§ REQUIRED ACTION: Of the lines in the data below, write out exactly those from the one holding "filename crates/courier-delivery/src/config.rs" through the one holding "fn default() ->", both included.

§ RECORDS FOR THE EXERCISE:
──────

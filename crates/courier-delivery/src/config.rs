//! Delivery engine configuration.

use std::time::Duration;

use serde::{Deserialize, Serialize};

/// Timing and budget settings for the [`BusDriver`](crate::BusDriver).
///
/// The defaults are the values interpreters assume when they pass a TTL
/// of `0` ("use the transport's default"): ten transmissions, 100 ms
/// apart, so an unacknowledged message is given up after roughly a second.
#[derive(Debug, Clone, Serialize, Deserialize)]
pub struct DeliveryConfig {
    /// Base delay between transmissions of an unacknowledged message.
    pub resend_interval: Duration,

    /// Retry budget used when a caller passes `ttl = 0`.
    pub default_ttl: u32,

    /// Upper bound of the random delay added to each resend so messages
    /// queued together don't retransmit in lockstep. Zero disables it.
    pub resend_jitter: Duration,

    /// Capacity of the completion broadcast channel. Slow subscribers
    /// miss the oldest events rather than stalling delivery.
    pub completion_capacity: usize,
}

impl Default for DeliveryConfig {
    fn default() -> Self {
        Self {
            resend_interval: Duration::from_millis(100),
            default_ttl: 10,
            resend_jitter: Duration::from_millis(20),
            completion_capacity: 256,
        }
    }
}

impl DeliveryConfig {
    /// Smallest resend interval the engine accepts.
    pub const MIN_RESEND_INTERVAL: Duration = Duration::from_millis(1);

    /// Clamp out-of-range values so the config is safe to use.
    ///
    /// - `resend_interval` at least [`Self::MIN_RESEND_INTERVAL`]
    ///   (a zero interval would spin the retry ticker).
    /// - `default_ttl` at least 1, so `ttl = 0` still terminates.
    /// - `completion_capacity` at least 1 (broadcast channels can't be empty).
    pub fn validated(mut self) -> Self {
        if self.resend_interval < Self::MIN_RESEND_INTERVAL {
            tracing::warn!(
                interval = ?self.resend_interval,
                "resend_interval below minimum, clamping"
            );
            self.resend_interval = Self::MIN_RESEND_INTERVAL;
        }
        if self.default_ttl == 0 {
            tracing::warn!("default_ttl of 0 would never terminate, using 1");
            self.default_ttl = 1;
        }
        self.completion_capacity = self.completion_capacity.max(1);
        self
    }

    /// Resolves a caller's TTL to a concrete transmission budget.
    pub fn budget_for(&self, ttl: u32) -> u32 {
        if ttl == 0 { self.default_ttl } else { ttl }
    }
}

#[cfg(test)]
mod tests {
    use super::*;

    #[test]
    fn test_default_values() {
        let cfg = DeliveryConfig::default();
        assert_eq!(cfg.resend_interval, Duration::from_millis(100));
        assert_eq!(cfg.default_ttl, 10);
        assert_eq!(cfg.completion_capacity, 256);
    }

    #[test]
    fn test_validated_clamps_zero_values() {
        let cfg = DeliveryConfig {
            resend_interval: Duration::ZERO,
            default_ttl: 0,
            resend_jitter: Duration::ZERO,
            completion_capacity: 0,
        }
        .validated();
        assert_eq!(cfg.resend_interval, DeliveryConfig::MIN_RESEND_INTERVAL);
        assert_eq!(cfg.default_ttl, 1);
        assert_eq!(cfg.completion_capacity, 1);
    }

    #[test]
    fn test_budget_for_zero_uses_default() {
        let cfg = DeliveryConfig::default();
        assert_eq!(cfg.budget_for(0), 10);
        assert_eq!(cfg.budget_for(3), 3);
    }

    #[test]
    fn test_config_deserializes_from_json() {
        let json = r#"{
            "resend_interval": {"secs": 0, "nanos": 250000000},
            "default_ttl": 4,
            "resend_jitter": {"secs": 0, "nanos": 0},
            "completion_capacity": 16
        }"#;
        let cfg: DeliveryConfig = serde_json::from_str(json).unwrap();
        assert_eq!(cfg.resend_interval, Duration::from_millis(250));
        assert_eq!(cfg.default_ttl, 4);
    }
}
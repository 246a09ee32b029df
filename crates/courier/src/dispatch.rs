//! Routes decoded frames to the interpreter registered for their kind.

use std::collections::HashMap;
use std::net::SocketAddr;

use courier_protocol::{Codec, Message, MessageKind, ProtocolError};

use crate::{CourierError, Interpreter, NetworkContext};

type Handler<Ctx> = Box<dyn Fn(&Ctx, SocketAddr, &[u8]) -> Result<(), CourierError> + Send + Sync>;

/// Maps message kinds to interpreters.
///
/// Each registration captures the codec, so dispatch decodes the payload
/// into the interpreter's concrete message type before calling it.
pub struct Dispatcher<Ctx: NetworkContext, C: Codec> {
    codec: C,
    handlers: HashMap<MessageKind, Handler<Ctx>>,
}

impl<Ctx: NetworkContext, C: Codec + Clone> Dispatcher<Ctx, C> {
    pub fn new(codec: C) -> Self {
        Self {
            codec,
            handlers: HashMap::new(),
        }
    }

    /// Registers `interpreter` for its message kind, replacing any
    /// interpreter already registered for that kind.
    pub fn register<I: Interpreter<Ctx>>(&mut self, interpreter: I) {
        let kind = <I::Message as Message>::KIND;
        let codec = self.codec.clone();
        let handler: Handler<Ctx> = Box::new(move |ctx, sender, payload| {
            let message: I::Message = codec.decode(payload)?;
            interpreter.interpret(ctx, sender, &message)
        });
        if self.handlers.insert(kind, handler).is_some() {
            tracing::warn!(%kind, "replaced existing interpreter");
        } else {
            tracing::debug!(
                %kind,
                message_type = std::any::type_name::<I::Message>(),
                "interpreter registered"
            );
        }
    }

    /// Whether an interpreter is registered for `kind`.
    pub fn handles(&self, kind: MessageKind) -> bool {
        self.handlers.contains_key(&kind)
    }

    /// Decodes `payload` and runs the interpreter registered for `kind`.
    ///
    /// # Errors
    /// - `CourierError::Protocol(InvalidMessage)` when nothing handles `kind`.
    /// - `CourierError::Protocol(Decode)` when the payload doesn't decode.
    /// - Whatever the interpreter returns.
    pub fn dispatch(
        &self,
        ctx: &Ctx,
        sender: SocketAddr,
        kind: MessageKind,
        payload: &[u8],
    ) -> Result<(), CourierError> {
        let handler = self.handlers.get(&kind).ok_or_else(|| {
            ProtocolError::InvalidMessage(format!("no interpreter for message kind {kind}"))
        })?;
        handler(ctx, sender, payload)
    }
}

──────

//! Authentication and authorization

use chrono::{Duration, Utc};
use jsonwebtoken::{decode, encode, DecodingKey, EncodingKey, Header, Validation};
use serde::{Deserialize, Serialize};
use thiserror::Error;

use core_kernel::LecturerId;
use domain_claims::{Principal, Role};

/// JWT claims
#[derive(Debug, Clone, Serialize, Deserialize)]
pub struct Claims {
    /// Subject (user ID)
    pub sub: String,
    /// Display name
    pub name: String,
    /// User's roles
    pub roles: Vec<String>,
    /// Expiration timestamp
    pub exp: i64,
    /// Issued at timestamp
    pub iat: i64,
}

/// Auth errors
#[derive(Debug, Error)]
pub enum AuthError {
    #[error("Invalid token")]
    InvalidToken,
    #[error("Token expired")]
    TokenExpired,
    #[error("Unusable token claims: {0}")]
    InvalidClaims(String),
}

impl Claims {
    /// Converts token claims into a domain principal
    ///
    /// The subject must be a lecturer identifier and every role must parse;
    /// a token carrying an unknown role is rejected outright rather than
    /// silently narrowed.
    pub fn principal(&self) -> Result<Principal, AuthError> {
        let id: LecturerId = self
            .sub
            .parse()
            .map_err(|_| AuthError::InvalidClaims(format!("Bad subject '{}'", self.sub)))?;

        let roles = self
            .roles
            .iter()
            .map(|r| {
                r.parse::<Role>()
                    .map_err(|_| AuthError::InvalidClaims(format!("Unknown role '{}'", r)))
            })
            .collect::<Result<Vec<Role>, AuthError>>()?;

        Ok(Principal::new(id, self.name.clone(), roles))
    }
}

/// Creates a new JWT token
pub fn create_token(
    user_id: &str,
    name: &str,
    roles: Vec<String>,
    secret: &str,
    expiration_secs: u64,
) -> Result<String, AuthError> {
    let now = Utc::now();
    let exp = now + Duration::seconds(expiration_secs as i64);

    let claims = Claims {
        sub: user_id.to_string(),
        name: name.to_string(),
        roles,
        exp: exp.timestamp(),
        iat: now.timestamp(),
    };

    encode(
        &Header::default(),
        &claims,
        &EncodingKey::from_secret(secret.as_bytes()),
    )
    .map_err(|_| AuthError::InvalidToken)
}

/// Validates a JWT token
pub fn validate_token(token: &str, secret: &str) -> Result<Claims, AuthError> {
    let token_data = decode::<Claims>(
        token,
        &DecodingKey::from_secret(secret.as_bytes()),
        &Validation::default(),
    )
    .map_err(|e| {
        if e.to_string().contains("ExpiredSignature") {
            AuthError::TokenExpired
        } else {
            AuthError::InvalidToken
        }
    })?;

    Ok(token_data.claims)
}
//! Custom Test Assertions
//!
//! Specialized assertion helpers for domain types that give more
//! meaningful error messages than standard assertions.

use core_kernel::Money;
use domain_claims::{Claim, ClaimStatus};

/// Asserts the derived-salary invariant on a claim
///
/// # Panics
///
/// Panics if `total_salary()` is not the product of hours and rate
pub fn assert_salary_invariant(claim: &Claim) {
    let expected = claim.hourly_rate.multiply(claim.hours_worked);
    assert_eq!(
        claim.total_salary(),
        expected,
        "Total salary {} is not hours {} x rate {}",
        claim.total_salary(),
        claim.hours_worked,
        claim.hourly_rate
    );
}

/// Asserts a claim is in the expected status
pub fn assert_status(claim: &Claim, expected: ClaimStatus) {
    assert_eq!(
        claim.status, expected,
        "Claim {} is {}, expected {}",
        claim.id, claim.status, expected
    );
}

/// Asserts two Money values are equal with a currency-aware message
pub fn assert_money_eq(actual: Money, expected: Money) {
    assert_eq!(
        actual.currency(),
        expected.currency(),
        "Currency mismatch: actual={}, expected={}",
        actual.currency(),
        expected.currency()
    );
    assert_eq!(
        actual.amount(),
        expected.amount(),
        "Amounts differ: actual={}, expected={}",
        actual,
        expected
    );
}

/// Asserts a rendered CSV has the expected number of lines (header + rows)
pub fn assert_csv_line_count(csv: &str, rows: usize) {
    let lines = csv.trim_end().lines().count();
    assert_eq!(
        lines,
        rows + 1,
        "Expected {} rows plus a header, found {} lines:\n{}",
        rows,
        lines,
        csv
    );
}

──────

§ RESPONSE AREA:
filename crates/courier-delivery/src/config.rs
//! Delivery engine configuration.

use std::time::Duration;

use serde::{Deserialize, Serialize};

/// Timing and budget settings for the [`BusDriver`](crate::BusDriver).
///
/// The defaults are the values interpreters assume when they pass a TTL
/// of `0` ("use the transport's default"): ten transmissions, 100 ms
/// apart, so an unacknowledged message is given up after roughly a second.
#[derive(Debug, Clone, Serialize, Deserialize)]
pub struct DeliveryConfig {
    /// Base delay between transmissions of an unacknowledged message.
    pub resend_interval: Duration,

    /// Retry budget used when a caller passes `ttl = 0`.
    pub default_ttl: u32,

    /// Upper bound of the random delay added to each resend so messages
    /// queued together don't retransmit in lockstep. Zero disables it.
    pub resend_jitter: Duration,

    /// Capacity of the completion broadcast channel. Slow subscribers
    /// miss the oldest events rather than stalling delivery.
    pub completion_capacity: usize,
}

impl Default for DeliveryConfig {
    fn default() -> Self {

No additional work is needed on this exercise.